Assim, chegamos a Obstalden. No meu 16º aniversário, no dia 23 de setembro à tarde, às três horas. A comunidade nos serviu salsichas Cervelats quentes e croissants. Fomos recebidos no povoado como russos. E, mesmo 20 anos depois, ainda éramos considerados como tais. Ainda assim fizemos rapidamente amigos. Em pouco tempo foi possível que meu pai nos sustentasse, sem precisar da assistência social. Ele conseguiu um emprego em uma fábrica de papel. Na Suíça, três irmãos e irmãs nasceram.

Traços do destino na Suíça

Em todos aqueles anos no caminho de volta à Suíça, eu frequentava um pouco a escola de vez em quando. Mas a educação foi claramente negligenciada. Os professores estavam nas frentes de guerra, então homens velhos nos ensinavam.

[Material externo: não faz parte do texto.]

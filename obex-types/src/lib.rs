#![deny(missing_debug_implementations)]
#![forbid(unsafe_code)]

//! Misuse-resistant data structures for OBEX and its Bluetooth profiles.
//!
//! This crate contains the plain data vocabulary shared by OBEX client and
//! server implementations: operation codes, response codes, header ids with
//! their length encodings, Single Response Mode values, the PBAP
//! application-parameter tags, and the phonebook object classification used
//! by the Phonebook Access Profile.
//!
//! The wire formats are defined by IrDA OBEX 1.5 and the Bluetooth Phonebook
//! Access Profile 1.2; the constants here follow those documents.

pub mod app_params;
pub mod error;
pub mod header;
pub mod opcode;
pub mod phonebook;
//! Object Push Profile: pushing objects to a peer and pulling its default
//! business card.

pub mod client;
pub mod server;

pub use client::{OppClient, OppClientEvent};
pub use server::{OppServer, OppServerEvent};

/// SDP service class of the OBEX Object Push service.
pub const SERVICE_CLASS_OBEX_OBJECT_PUSH: u16 = 0x1105;

/// Maximum decoded `Name` header length, in characters.
pub const MAX_NAME_LEN: usize = 32;

/// Maximum `Type` header length, in bytes.
pub const MAX_TYPE_LEN: usize = 20;

/// Object type of the default business card.
pub(crate) const DEFAULT_OBJECT_TYPE: &str = "text/x-vcard";

/// OBEX service UUID carried in the CONNECT Target header.
pub(crate) const OPP_UUID: [u8; 16] = [
    0x79, 0x61, 0x35, 0xf0, 0xf0, 0xc5, 0x11, 0xd8, 0x09, 0x66, 0x08, 0x00, 0x20, 0x0c, 0x9a, 0x66,
];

De volta à Suíça, eu queria muito ir à escola, mas aos 16 anos eu já era muito velho. Mais tarde, fiz um aprendizado como mecânico. Depois de alguns anos, também passei no exame final. Eu sempre tive grandes dificuldades na escola – mas consegui.

Em 1952 me casei com minha esposa. Tivemos quatro filhos, uma casa e nosso próprio negócio de roupas de cama. E nós nos divertimos muito juntos. Mas dois de meus filhos morreram quando tinham 25 e 26 anos. Eles sofreram com um tratamento inadequado após uma gripe, e seus rins foram destruídos. O médico até mesmo negou ter alguma vez tratado nossos meninos. Durante sete anos minha esposa cuidou dos dois. Diálise, transplante – nada ajudou. Esses foram tempos muito, muito difíceis.

Há dois anos minha esposa morreu, aos 88 anos de idade. Agora tenho 91 anos, e depois de 68 anos de casamento estou sentado sozinho numa redoma dourada. Mas o fato de ter podido envelhecer tanto é um presente. Eu me encontro regularmente com meus irmãos e irmãs. Oito dos onze ainda estão vivos. Também tenho seis netos e quatro bisnetos. Tudo é tão bonito na casa de repouso, quase bonito demais. Você simplesmente não sabe o que fazer.